Subway Stories - A Red Line Memoir
Today, I was sitting on the T on my way to work. I was reading some articles in the latest Oprah Magazine about telling our stories, characters, writing and what we choose to share with our audience. The man sitting next to me answered his cell phone. The ring was the music that you hear when you are at a carnival and someone directs you to a sideshow. I smiled to myself and continued reading my article.
Honest to God, about 30 seconds later, a man sitting at the end of the train stood up, turned and faced everyone, did a handstand into a front walkover, smiled and sat down. Nobody said a thing or reacted in any discernable manner.
I put away my magazine, grabbed my pen and notebook and started writing what was happening. I noticed a man sitting across from me with very interesting tattoos. One said KENPO in a really nice font. I started thinking about the meaning of a "memoir" and how we take our "truth" and tell it. In telling and translating from experience onto paper, it transforms into a story that somehow elevates the experience to a different realm. After I write a Subway Story, it almost doesn't seem real anymore, even though it happened to me. I don't understand how it happens.

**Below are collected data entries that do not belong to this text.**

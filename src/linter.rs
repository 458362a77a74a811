//! Entity definition linting - static analysis of definition files.
//!
//! Checks definition files for:
//! - JSON syntax and shape errors (including malformed type references)
//! - Duplicate entity and field names
//! - Configuration errors that would fail generation
//! - Rules and variant requests that have no effect

use std::collections::HashSet;
use std::path::{Path, PathBuf};

use serde::Serialize;

use crate::generator::generate_entity;
use crate::loader::load_entities;
use crate::types::{EntitySchema, GenerateOptions, COMPANION_FIELD};

/// Severity level for diagnostics.
#[derive(Debug, Clone, Copy, PartialEq, Eq, Serialize)]
#[serde(rename_all = "lowercase")]
pub enum Severity {
    Error,
    Warning,
}

/// A single diagnostic message from linting.
#[derive(Debug, Clone, Serialize)]
pub struct Diagnostic {
    pub severity: Severity,
    pub code: String,
    pub file: PathBuf,
    /// Location of the issue (e.g., "User.email")
    pub path: String,
    pub message: String,
}

/// Result of linting a single file.
#[derive(Debug, Clone, Serialize)]
pub struct FileResult {
    pub file: PathBuf,
    pub status: FileStatus,
    #[serde(skip_serializing_if = "Vec::is_empty")]
    pub diagnostics: Vec<Diagnostic>,
}

/// Status of a linted file.
#[derive(Debug, Clone, Copy, PartialEq, Eq, Serialize)]
#[serde(rename_all = "lowercase")]
pub enum FileStatus {
    Ok,
    Error,
    Warning,
}

/// Result of linting a directory or set of files.
#[derive(Debug, Clone, Serialize)]
pub struct LintResult {
    pub path: PathBuf,
    pub files_checked: usize,
    pub passed: usize,
    pub failed: usize,
    pub errors: usize,
    pub warnings: usize,
    pub results: Vec<FileResult>,
}

impl LintResult {
    /// Returns true if all files passed (no errors).
    pub fn is_ok(&self) -> bool {
        self.errors == 0
    }
}

/// Lint a file or directory.
///
/// If path is a directory, recursively finds all .json files.
/// If `strict` is true, warnings are treated as errors.
/// Returns aggregated results for all files.
pub fn lint(path: &Path, strict: bool) -> LintResult {
    let files = collect_definition_files(path);
    let mut results = Vec::new();
    let mut total_errors = 0;
    let mut total_warnings = 0;

    for file in &files {
        let file_result = lint_file(file, path);
        total_errors += file_result
            .diagnostics
            .iter()
            .filter(|d| d.severity == Severity::Error)
            .count();
        total_warnings += file_result
            .diagnostics
            .iter()
            .filter(|d| d.severity == Severity::Warning)
            .count();
        results.push(file_result);
    }

    let failed = results
        .iter()
        .filter(|r| {
            if strict {
                r.status != FileStatus::Ok
            } else {
                r.status == FileStatus::Error
            }
        })
        .count();

    LintResult {
        path: path.to_path_buf(),
        files_checked: files.len(),
        passed: files.len() - failed,
        failed,
        errors: total_errors,
        warnings: total_warnings,
        results,
    }
}

/// Lint a single definition file.
pub fn lint_file(file: &Path, base_path: &Path) -> FileResult {
    let mut diagnostics = Vec::new();
    let display_file = file.strip_prefix(base_path).unwrap_or(file).to_path_buf();

    // Loading checks syntax, shape and type references
    let entities = match load_entities(file) {
        Ok(entities) => entities,
        Err(e) => {
            diagnostics.push(Diagnostic {
                severity: Severity::Error,
                code: "E001".to_string(),
                file: file.to_path_buf(),
                path: "/".to_string(),
                message: format!("cannot load definitions: {}", e),
            });
            return FileResult {
                file: display_file,
                status: FileStatus::Error,
                diagnostics,
            };
        }
    };

    let mut seen_entities = HashSet::new();
    for entity in &entities {
        if !seen_entities.insert(entity.name.as_str()) {
            diagnostics.push(Diagnostic {
                severity: Severity::Error,
                code: "E004".to_string(),
                file: file.to_path_buf(),
                path: entity.name.clone(),
                message: format!("entity \"{}\" is defined more than once", entity.name),
            });
        }
        check_entity(entity, file, &mut diagnostics);
    }

    let has_errors = diagnostics.iter().any(|d| d.severity == Severity::Error);
    let has_warnings = diagnostics.iter().any(|d| d.severity == Severity::Warning);

    let status = if has_errors {
        FileStatus::Error
    } else if has_warnings {
        FileStatus::Warning
    } else {
        FileStatus::Ok
    };

    FileResult {
        file: display_file,
        status,
        diagnostics,
    }
}

fn check_entity(entity: &EntitySchema, file: &Path, diagnostics: &mut Vec<Diagnostic>) {
    let mut push = |severity: Severity, code: &str, path: String, message: String| {
        diagnostics.push(Diagnostic {
            severity,
            code: code.to_string(),
            file: file.to_path_buf(),
            path,
            message,
        });
    };

    if entity.variants.is_empty() {
        push(
            Severity::Warning,
            "W002",
            entity.name.clone(),
            "entity requests no variants, nothing will be generated".to_string(),
        );
    }

    let mut seen_kinds = HashSet::new();
    for kind in &entity.variants {
        if !seen_kinds.insert(kind) {
            push(
                Severity::Warning,
                "W003",
                entity.name.clone(),
                format!("variant {} is requested more than once", kind),
            );
        }
    }

    let mut seen_fields = HashSet::new();
    for field in &entity.fields {
        let field_path = format!("{}.{}", entity.name, field.name);

        if !seen_fields.insert(field.name.as_str()) {
            push(
                Severity::Error,
                "E002",
                field_path.clone(),
                format!("duplicate field \"{}\"", field.name),
            );
        }

        if field.name == COMPANION_FIELD && !field.is_static {
            push(
                Severity::Warning,
                "W004",
                field_path.clone(),
                "field named Companion is never included in variants".to_string(),
            );
        }

        for rule in field.rules() {
            if !entity.requests(&rule.kind) {
                push(
                    Severity::Warning,
                    "W001",
                    field_path.clone(),
                    format!(
                        "rule for {} has no effect: {} does not request it",
                        rule.kind, entity.name
                    ),
                );
            }
        }
    }

    if let Err(e) = generate_entity(entity, &GenerateOptions::new()) {
        push(Severity::Error, "E003", entity.name.clone(), e.to_string());
    }
}

fn collect_definition_files(path: &Path) -> Vec<PathBuf> {
    if path.is_file() {
        if path.extension().map(|e| e == "json").unwrap_or(false) {
            return vec![path.to_path_buf()];
        }
        return vec![];
    }

    let mut files = Vec::new();
    collect_files_recursive(path, &mut files);
    files.sort();
    files
}

fn collect_files_recursive(dir: &Path, files: &mut Vec<PathBuf>) {
    let Ok(entries) = std::fs::read_dir(dir) else {
        return;
    };

    for entry in entries.flatten() {
        let path = entry.path();
        if path.is_dir() {
            collect_files_recursive(&path, files);
        } else if path.extension().map(|e| e == "json").unwrap_or(false) {
            files.push(path);
        }
    }
}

I noticed a young tanned unshaven man stand up. He had on jeans, a sleeveless T-shirt and work boots. He offered his seat to a pretty young woman and he was holding a book with the title "Intensity." She declined his offer, so he sat down again and continued reading his book. Sitting across from me was a painfully thin woman with a strained and very plain looking face. She had on a blue suit with practical black shoes. She was reading a book titled "Humility." How weird is that?